Две жизни - страница 8
По оказываемому ему почтению первое место между учителями 3-й гимназии занимал законоучитель, протоиерей Языков. Плотный седой старик, одетый обычно в шелковую фиолетового цвета рясу, он важно шествовал на занятия, не обращая внимания на почтительные поклоны учеников. Входя в класс, он после молитвы садился за кафедру и, уставясь в стол, читал проповедь или слушал вызываемого «господина такого-то», ни разу не взглянув на нас. Будучи хорошо знаком с моей тетушкой Екатериной Васильевной, он не раз говорил ей, что я, верно, такой же еретик, как и мой отец, который в церковь не ходит и постов не соблюдает. Исходя из этих соображений, он не находил возможным ставить за мои ответы выше тройки. Так эта тройка сопровождала меня до самого выпуска, когда Языков просто изменил ее на четверку, найдя неприличным даже для себя как законоучителя и духовного наставника выпускать с тройкой нераскаявшегося грешника. Все же я не мог простить ему осуждающих слов об отце, человеке, готовом всем помогать, никогда не говорившем неправды, лечившем безвозмездно бедных, часто помогая им не только советами, но лекарствами и деньгами. Ведь сказал же Лессинг в своем «Натане Мудром», что «сила религии в любви человека к человеку, а не в догматах и обрядах».
Плохую память о себе оставил у меня и учитель математики Назаров, несмотря на его давнюю дружбу с отцом. Языкова я быстро забыл, выйдя из гимназии, Назарова же вспоминал всю свою жизнь. По дружбе к отцу он мне потворствовал на уроках, снисходил к слабому знанию заданного, не проверял, как я усвоил тот или иной раздел арифметики, алгебры, геометрии, тригонометрии. В результате у меня создались серьезные пробелы в этих предметах, а затем появилась на их основе нелюбовь к точным наукам. Помню, как трудно мне было справляться с механикой в военном училище и геодезией и астрономией в военной академии.
Несмотря на мою склонность к литературе, я не сохранил приятного воспоминания о преподавании этого предмета. Учителем русского языка у нас был Владимир Иванович Шенрок. Стол учителя ставился обычно вровень с двумя передними ученическими партами. Ученик, вызванный к столу, мог при желании засматривать в лежащие на парте учебники, особенно когда последние услужливо клались вверх ногами. Естественно, я не был из числа очень щепетильных на этот счет и спокойно все считывал, отвечая урок. Только для Гоголя, которого не знать основательно я не считал для себя приличным, я делал достойное исключение.

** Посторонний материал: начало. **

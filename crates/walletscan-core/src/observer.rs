//! 观察者接口：检测结果与进度的接收方
//!
//! 回调在各自阶段的线程上同步执行，实现方不得长时间阻塞，否则会拖住流水线。
use crate::types::{Detection, ProgressInfo};

/// 接收检测结果（在检测线程上调用）
pub trait DetectionSink: Send + Sync {
    fn on_detection(&self, detection: &Detection);
}

/// 接收进度事件（在读取线程上调用）
pub trait ProgressSink: Send + Sync {
    fn on_progress(&self, progress: &ProgressInfo);
}

impl<F> DetectionSink for F
where
    F: Fn(&Detection) + Send + Sync,
{
    fn on_detection(&self, detection: &Detection) {
        self(detection)
    }
}

impl<F> ProgressSink for F
where
    F: Fn(&ProgressInfo) + Send + Sync,
{
    fn on_progress(&self, progress: &ProgressInfo) {
        self(progress)
    }
}

/// 空实现：忽略进度
pub struct NoProgress;

impl ProgressSink for NoProgress {
    fn on_progress(&self, _: &ProgressInfo) {}
}

/// 观察者组合：把事件按注册顺序分发给多个接收方（如测试收集器、UI、日志）
#[derive(Default)]
pub struct Observers<'a> {
    detections: Vec<&'a dyn DetectionSink>,
    progress: Vec<&'a dyn ProgressSink>,
}

impl<'a> Observers<'a> {
    pub fn new() -> Self {
        Self::default()
    }

    pub fn on_detection(mut self, sink: &'a dyn DetectionSink) -> Self {
        self.detections.push(sink);
        self
    }

    pub fn on_progress(mut self, sink: &'a dyn ProgressSink) -> Self {
        self.progress.push(sink);
        self
    }
}

impl DetectionSink for Observers<'_> {
    fn on_detection(&self, detection: &Detection) {
        for s in &self.detections {
            s.on_detection(detection);
        }
    }
}

impl ProgressSink for Observers<'_> {
    fn on_progress(&self, progress: &ProgressInfo) {
        for s in &self.progress {
            s.on_progress(progress);
        }
    }
}

#[cfg(test)]
mod tests {
    use super::*;
    use std::sync::Mutex;

    #[test]
    fn fans_out_to_every_sink() {
        let a = Mutex::new(Vec::new());
        let b = Mutex::new(0usize);
        let collect = |d: &Detection| a.lock().unwrap().push(d.signature.clone());
        let count = |_: &Detection| *b.lock().unwrap() += 1;
        let ticks = Mutex::new(Vec::new());
        let progress = |p: &ProgressInfo| ticks.lock().unwrap().push(p.scanned_bytes);

        let observers = Observers::new().on_detection(&collect).on_detection(&count).on_progress(&progress);
        let d = Detection::new("wallet.dat", "mem".into(), 0, 3);
        DetectionSink::on_detection(&observers, &d);
        DetectionSink::on_detection(&observers, &d);
        ProgressSink::on_progress(&observers, &ProgressInfo {
            current_target: "mem".into(),
            scanned_bytes: 7,
            total_bytes: 7,
            unscanned_targets: 0,
        });

        assert_eq!(*a.lock().unwrap(), ["wallet.dat", "wallet.dat"]);
        assert_eq!(*b.lock().unwrap(), 2);
        assert_eq!(*ticks.lock().unwrap(), [7]);
    }

    #[test]
    fn description_names_signature_offset_and_target() {
        let d = Detection::new("wallet.dat", "/tmp/disk.img".into(), 8192, 9000);
        assert_eq!(d.description, "Found 'wallet.dat' in block at offset 8192 of /tmp/disk.img");
    }
}
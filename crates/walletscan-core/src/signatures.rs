//! 签名集合：内置钱包签名 + TOML 签名文件加载
use anyhow::{bail, Context, Result};
use aho_corasick::AhoCorasick;
use serde::Deserialize;
use std::path::Path;

/// 单个字节签名
#[derive(Debug, Clone, PartialEq, Eq)]
pub struct Signature {
    pub name: String,
    pub bytes: Vec<u8>,
}

impl Signature {
    /// 以字面量作为名称的签名
    pub fn literal(bytes: impl AsRef<[u8]>) -> Self {
        let bytes = bytes.as_ref().to_vec();
        Self { name: String::from_utf8_lossy(&bytes).into_owned(), bytes }
    }

    pub fn named(name: impl Into<String>, bytes: impl AsRef<[u8]>) -> Self {
        Self { name: name.into(), bytes: bytes.as_ref().to_vec() }
    }
}

/// 不可变签名集合（构建后可通过 Arc 在线程间共享）
///
/// 内部使用一个 Aho-Corasick 自动机一次性匹配全部签名。
#[derive(Debug, Clone)]
pub struct SignatureSet {
    signatures: Vec<Signature>,
    ac: AhoCorasick,
    max_len: usize,
}

impl SignatureSet {
    pub fn new(signatures: Vec<Signature>) -> Result<Self> {
        for s in &signatures {
            if s.bytes.is_empty() {
                bail!("signature '{}' is empty", s.name);
            }
        }
        let ac = AhoCorasick::new(signatures.iter().map(|s| s.bytes.as_slice()))
            .context("build signature automaton")?;
        let max_len = signatures.iter().map(|s| s.bytes.len()).max().unwrap_or(0);
        Ok(Self { signatures, ac, max_len })
    }

    /// 内置的比特币钱包签名（Berkeley DB 钱包记录键与钱包文件名）
    pub fn wallet_defaults() -> Self {
        let signatures = vec![Signature::literal("orderposnext"), Signature::literal("wallet.dat")];
        // 固定的非空字面量，构建不会失败
        Self::new(signatures).expect("built-in signatures are valid")
    }

    /// 从 TOML 签名文件加载
    pub fn load(path: &Path) -> Result<Self> {
        let txt = std::fs::read_to_string(path)
            .with_context(|| format!("read signature file {}", path.display()))?;
        Self::from_toml_str(&txt).with_context(|| format!("parse signature file {}", path.display()))
    }

    pub fn from_toml_str(txt: &str) -> Result<Self> {
        let parsed: SignatureFile = toml::from_str(txt)?;
        let mut out = Vec::with_capacity(parsed.signatures.len());
        for e in parsed.signatures {
            let bytes = match (e.literal, e.hex) {
                (Some(lit), None) => lit.into_bytes(),
                (None, Some(h)) => {
                    let digits = h.strip_prefix("0x").or_else(|| h.strip_prefix("0X")).unwrap_or(&h);
                    hex::decode(digits).with_context(|| format!("signature '{}': bad hex", e.name))?
                }
                (Some(_), Some(_)) => bail!("signature '{}': set either literal or hex, not both", e.name),
                (None, None) => bail!("signature '{}': missing literal or hex", e.name),
            };
            out.push(Signature { name: e.name, bytes });
        }
        Self::new(out)
    }

    pub fn signatures(&self) -> &[Signature] {
        &self.signatures
    }

    pub fn len(&self) -> usize {
        self.signatures.len()
    }

    pub fn is_empty(&self) -> bool {
        self.signatures.is_empty()
    }

    /// 最长签名的字节数（跨块拼接时保留 max_len - 1 字节）
    pub fn max_len(&self) -> usize {
        self.max_len
    }

    /// 在 `window` 中查找每个签名的首次出现位置，写入 `firsts[签名下标]`
    ///
    /// 仅统计结束位置大于 `min_end` 的命中（用于跳过完全落在上一块拼接前缀中的命中）。
    pub(crate) fn first_matches(&self, window: &[u8], min_end: usize, firsts: &mut Vec<Option<usize>>) {
        firsts.clear();
        firsts.resize(self.signatures.len(), None);
        let mut remaining = self.signatures.len();
        // 重叠迭代按结束位置递增报告，同一签名第一次出现即为最早位置
        for m in self.ac.find_overlapping_iter(window) {
            if m.end() <= min_end {
                continue;
            }
            let slot = &mut firsts[m.pattern().as_usize()];
            if slot.is_none() {
                *slot = Some(m.start());
                remaining -= 1;
                if remaining == 0 {
                    break;
                }
            }
        }
    }
}

/// 签名文件中的单条签名（literal 或 hex 二选一）
#[derive(Debug, Clone, Deserialize)]
struct SignatureEntry {
    name: String,
    #[serde(default)]
    literal: Option<String>,
    #[serde(default)]
    hex: Option<String>,
}

/// 顶层签名文件结构
#[derive(Debug, Clone, Deserialize)]
struct SignatureFile {
    #[serde(default)]
    signatures: Vec<SignatureEntry>,
}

Очень подозреваю, что деликатный Владимир Иванович замечал наши проделки, но не имел духа положить им конец.
Учителя древних языков, особенно главного — латинского, Ходобай и Черный, были тупыми чешскими немцами, очень плохо знавшими русский язык. На грамматику языка оба они смотрели, как на катехизис.
За переводом учениками текстов они следили по своим подлинникам с надписанными заранее русским подстрочником и зло критиковали всякую неточность, допускаемую нами. Применить надлежащим образом грамматику к тексту они были не в состоянии. От этой мертвечины в преподавании жестоко страдали ученики, выгонявшиеся без сожаления десятками за неуспехи по древним языкам. Особенные строгости практиковались в конце 80-х годов, когда за одну — две грубые этимологические ошибки гимназисты, экзаменовавшиеся на аттестат зрелости по латыни, беспощадно выбрасывались из гимназии, несмотря ни на какие успехи по другим предметам. С особым злорадством Ходобай заставлял нас учить вокабулы (отдельные латинские слова с переводом их на русский). За дурное поведение в классе или за каждую допущенную ошибку он заставлял переписывать данное слово десятки раз. Обладая достаточным лингвистическим опытом по новым языкам, я не встречал особых трудностей и в изучении древних, но последних не любил и учился по ним лишь посредственно.
В такой постановке классического образования царское правительство видело одно из средств уберечь учащихся от свободомыслия. «Oculos habent et non videbunt».[5]
С учителями новых языков — немецкого и французского (обязателен был один, но я изучал оба) — у меня была большая дружба. Особенно хорошо я помню француза Делароша, сына известного живописца. Изучение языка он интересно соединял с рассказом о том или ином авторе. Так, от него я впервые узнал о Монтескье, великом французском просветителе XVIII века, осмеивавшем феодально-монархический строй, «строй неестественный», подлежавший упразднению вместе с властью церкви. При выпуске из гимназии Деларош подарил мне копию с известного портрета Наполеона работы своего отца.